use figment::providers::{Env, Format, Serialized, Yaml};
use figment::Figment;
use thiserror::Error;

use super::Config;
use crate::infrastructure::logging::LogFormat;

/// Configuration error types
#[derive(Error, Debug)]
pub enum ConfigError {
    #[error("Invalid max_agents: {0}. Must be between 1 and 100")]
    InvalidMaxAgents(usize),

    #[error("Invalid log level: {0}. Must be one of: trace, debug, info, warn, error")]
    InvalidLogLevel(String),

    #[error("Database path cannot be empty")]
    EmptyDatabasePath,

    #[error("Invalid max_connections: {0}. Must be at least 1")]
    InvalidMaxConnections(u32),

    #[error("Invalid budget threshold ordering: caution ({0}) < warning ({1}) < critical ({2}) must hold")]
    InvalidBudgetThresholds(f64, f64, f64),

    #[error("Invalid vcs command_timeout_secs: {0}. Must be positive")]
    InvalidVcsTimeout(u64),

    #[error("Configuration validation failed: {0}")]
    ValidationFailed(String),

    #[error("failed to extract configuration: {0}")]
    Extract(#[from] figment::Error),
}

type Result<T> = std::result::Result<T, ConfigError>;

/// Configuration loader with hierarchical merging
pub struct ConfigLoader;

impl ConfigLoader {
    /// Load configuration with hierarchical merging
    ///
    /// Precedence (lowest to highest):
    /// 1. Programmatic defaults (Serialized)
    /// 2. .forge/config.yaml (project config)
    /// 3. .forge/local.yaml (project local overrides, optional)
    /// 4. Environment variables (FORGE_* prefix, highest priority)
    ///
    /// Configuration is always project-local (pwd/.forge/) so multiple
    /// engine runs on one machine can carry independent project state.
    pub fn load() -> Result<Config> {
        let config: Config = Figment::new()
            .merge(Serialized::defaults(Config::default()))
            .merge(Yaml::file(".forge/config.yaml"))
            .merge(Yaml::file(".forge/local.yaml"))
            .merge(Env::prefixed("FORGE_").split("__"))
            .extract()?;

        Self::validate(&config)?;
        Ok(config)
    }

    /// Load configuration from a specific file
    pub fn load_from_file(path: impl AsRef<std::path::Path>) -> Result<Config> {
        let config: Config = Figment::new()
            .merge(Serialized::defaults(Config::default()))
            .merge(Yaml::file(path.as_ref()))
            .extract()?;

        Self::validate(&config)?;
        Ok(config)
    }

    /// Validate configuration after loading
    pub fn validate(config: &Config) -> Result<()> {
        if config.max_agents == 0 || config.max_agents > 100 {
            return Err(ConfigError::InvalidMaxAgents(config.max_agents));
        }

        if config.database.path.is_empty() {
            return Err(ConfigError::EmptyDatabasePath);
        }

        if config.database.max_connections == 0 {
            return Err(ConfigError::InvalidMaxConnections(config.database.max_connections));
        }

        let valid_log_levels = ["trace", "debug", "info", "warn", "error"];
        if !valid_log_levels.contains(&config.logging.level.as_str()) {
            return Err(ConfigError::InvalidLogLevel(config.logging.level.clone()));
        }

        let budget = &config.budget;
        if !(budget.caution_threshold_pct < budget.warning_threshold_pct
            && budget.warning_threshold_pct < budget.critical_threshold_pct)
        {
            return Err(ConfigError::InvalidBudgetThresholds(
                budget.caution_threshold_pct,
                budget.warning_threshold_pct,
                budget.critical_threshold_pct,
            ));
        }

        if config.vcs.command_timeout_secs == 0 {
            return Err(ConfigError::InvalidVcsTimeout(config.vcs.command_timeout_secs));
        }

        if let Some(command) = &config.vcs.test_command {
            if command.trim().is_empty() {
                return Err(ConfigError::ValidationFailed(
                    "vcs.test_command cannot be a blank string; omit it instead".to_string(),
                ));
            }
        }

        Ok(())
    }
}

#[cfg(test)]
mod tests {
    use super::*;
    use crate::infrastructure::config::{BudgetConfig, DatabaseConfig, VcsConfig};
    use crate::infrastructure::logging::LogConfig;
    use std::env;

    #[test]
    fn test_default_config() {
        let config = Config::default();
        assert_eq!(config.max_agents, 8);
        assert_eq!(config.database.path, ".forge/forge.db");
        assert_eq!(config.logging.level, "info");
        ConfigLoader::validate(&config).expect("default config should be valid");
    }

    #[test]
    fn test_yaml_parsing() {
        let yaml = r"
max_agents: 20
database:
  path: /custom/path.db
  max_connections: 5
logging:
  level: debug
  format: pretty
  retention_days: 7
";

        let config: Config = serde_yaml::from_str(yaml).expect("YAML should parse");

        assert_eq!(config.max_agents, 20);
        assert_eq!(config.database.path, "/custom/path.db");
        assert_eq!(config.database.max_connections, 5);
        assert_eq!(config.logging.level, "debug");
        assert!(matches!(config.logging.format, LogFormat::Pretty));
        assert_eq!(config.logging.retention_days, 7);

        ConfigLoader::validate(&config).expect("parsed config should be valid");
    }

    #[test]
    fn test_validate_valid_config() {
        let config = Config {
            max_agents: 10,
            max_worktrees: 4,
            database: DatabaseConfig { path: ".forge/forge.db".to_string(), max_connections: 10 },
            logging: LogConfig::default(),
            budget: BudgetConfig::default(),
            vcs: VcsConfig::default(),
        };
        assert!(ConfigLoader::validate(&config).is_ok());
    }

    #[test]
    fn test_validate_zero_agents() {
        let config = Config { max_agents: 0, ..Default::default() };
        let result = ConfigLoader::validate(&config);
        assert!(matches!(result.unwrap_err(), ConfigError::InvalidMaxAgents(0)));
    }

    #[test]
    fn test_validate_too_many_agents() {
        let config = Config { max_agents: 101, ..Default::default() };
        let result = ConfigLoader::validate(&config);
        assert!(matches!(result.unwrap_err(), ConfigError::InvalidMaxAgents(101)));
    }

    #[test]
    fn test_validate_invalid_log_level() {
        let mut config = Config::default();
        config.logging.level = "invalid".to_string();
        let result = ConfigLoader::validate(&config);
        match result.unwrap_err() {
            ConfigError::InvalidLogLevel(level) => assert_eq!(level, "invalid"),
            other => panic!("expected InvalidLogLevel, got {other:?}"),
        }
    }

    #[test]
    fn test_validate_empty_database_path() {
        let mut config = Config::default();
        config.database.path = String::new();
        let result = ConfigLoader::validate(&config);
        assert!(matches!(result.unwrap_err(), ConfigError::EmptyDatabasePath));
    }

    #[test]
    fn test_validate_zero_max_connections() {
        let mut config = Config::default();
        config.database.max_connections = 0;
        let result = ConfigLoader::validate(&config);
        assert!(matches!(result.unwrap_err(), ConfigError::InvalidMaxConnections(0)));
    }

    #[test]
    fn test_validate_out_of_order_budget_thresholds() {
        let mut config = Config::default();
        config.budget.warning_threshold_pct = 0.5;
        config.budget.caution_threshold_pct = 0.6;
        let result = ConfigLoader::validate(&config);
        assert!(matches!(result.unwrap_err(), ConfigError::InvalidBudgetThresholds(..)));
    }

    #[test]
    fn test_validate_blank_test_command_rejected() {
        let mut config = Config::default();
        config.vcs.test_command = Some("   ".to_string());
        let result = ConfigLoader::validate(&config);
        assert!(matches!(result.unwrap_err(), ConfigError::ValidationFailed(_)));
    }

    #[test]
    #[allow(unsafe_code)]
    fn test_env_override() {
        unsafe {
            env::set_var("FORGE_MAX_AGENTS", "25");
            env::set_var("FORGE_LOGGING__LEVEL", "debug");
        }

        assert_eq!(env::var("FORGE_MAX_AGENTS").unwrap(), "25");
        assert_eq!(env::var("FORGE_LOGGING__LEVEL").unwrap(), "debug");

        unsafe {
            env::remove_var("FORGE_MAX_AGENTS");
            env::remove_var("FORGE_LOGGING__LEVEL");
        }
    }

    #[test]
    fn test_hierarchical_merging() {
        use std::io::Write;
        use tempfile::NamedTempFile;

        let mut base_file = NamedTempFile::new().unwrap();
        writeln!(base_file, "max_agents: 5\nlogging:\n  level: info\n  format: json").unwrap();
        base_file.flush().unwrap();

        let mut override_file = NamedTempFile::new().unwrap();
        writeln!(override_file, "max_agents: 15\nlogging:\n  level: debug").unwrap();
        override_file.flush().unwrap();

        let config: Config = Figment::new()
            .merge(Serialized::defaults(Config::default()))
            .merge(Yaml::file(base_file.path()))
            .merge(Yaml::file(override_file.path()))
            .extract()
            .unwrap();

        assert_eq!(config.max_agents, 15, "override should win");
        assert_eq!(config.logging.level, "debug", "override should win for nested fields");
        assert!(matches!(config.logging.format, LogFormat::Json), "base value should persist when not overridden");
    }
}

....

» THE PROBLEM:
Every line from the start of the listing through the line with "pub enum ConfigError" should be reproduced exactly, and no other line.

» RESPONSE TO THE TASK:
use figment::providers::{Env, Format, Serialized, Yaml};
use figment::Figment;
use thiserror::Error;

use super::Config;
use crate::infrastructure::logging::LogFormat;

/// Configuration error types
#[derive(Error, Debug)]
pub enum ConfigError {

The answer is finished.